Emblematic of such deals is Microsoft’s $13 billion investment in OpenAI, which came with rights to the start-up’s intellectual property and a share of its profits, but fell short of a full buyout.

However, the FTC, as well as UK and EU competition watchdogs, have said they will investigate the relationship alongside Google and Amazon’s multibillion-dollar deals with rival Anthropic.

In March, Microsoft CEO Satya Nadella hired Mustafa Suleyman, the founder of another AI start-up called Inflection, and most of his 70-person staff to create a new consumer AI unit. Some industry watchers saw the deal as a tactic to circumvent antitrust laws and escape an official investigation.

"Acqui-angers are something that antitrust enforcers" will be looking at, Kanter said, while declining to comment on any specific transactions. "We are not using stylistic or formal features like these companies [explain these deals]. What we look at are market realities.

"We are focused on the facts. If the form is different but the substance is the same, then we will not hesitate to act," he added. "We look at what are the raw materials to produce a product. Whether it’s steel or engineers, it fits within the traditional paradigm of what we’re interested in."

Microsoft has pushed back against allegations that it exercises undue influence or de facto control through its investments and cloud computing services. It has also invested in France’s Mistral and put $1.5 billion into Abu Dhabi’s AI group G42.

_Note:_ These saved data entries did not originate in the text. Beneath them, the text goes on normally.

//! Test and helper mocks for brew_core.

use std::collections::VecDeque;
use std::sync::atomic::{AtomicBool, Ordering};
use std::sync::{Arc, Mutex};
use std::time::Duration;

use brew_traits::{FlowSample, FlowStore, Scale};
use chrono::{DateTime, Utc};

use crate::util::lock;

#[derive(Debug, Clone)]
enum Scripted {
    Weight(f64),
    Fail(String),
}

#[derive(Debug, Default)]
struct ScaleScript {
    queue: VecDeque<Scripted>,
    last: Option<f64>,
    battery: Option<u8>,
}

/// Handle for feeding a `ScriptedScale` from a test.
#[derive(Debug, Clone, Default)]
pub struct ScaleScriptHandle {
    inner: Arc<Mutex<ScaleScript>>,
    disconnected: Arc<AtomicBool>,
}

impl ScaleScriptHandle {
    pub fn push_weight(&self, w: f64) {
        lock(&self.inner).queue.push_back(Scripted::Weight(w));
    }

    pub fn push_weights(&self, ws: impl IntoIterator<Item = f64>) {
        let mut s = lock(&self.inner);
        s.queue.extend(ws.into_iter().map(Scripted::Weight));
    }

    pub fn push_failure(&self, msg: &str) {
        lock(&self.inner)
            .queue
            .push_back(Scripted::Fail(msg.to_owned()));
    }

    pub fn set_battery(&self, pct: Option<u8>) {
        lock(&self.inner).battery = pct;
    }

    pub fn set_connected(&self, connected: bool) {
        self.disconnected.store(!connected, Ordering::Relaxed);
    }
}

/// Scale that replays queued readings and failures, then repeats the last weight.
#[derive(Debug, Default)]
pub struct ScriptedScale {
    handle: ScaleScriptHandle,
}

impl ScriptedScale {
    pub fn new() -> Self {
        Self::default()
    }

    pub fn handle(&self) -> ScaleScriptHandle {
        self.handle.clone()
    }
}

impl Scale for ScriptedScale {
    fn connected(&self) -> bool {
        !self.handle.disconnected.load(Ordering::Relaxed)
    }

    fn read_weight(&mut self) -> Result<f64, Box<dyn std::error::Error + Send + Sync>> {
        let mut s = lock(&self.handle.inner);
        match s.queue.pop_front() {
            Some(Scripted::Weight(w)) => {
                s.last = Some(w);
                Ok(w)
            }
            Some(Scripted::Fail(msg)) => Err(Box::new(std::io::Error::other(msg))),
            None => match s.last {
                Some(w) => Ok(w),
                None => Err(Box::new(std::io::Error::other("no scripted reading"))),
            },
        }
    }

    fn battery_pct(&mut self) -> Option<u8> {
        lock(&self.handle.inner).battery
    }
}

/// Store wrapper whose writes and queries can be made to fail.
#[derive(Debug, Clone)]
pub struct FlakyStore<S> {
    inner: Arc<Mutex<S>>,
    failing: Arc<AtomicBool>,
    queries_failing: Arc<AtomicBool>,
}

impl<S: FlowStore> FlakyStore<S> {
    pub fn new(inner: S) -> Self {
        Self {
            inner: Arc::new(Mutex::new(inner)),
            failing: Arc::new(AtomicBool::new(false)),
            queries_failing: Arc::new(AtomicBool::new(false)),
        }
    }

    pub fn set_failing(&self, failing: bool) {
        self.failing.store(failing, Ordering::Relaxed);
    }

    /// Fail only `recent`; writes keep succeeding.
    pub fn set_queries_failing(&self, failing: bool) {
        self.queries_failing.store(failing, Ordering::Relaxed);
    }

    fn check(&self, query: bool) -> Result<(), Box<dyn std::error::Error + Send + Sync>> {
        if self.failing.load(Ordering::Relaxed)
            || (query && self.queries_failing.load(Ordering::Relaxed))
        {
            Err(Box::new(std::io::Error::other("store unreachable")))
        } else {
            Ok(())
        }
    }
}

impl<S: FlowStore> FlowStore for FlakyStore<S> {
    fn write(&mut self, sample: FlowSample) -> Result<(), Box<dyn std::error::Error + Send + Sync>> {
        self.check(false)?;
        lock(&self.inner).write(sample)
    }

    fn recent(
        &self,
        window: Duration,
        now: DateTime<Utc>,
    ) -> Result<Vec<FlowSample>, Box<dyn std::error::Error + Send + Sync>> {
        self.check(true)?;
        lock(&self.inner).recent(window, now)
    }
}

"The partnerships we are pursuing have significantly increased competition in the market," technology group president Brad Smith told the FT. "I could argue that Microsoft’s partnership with OpenAI has created this new AI market," and without its help, the start-up "wouldn’t have been able to train or distribute its models."

Asked why Microsoft didn’t buy Inflection, he said: “We didn’t want to own the company. We wanted to hire some of the people who worked at the company.”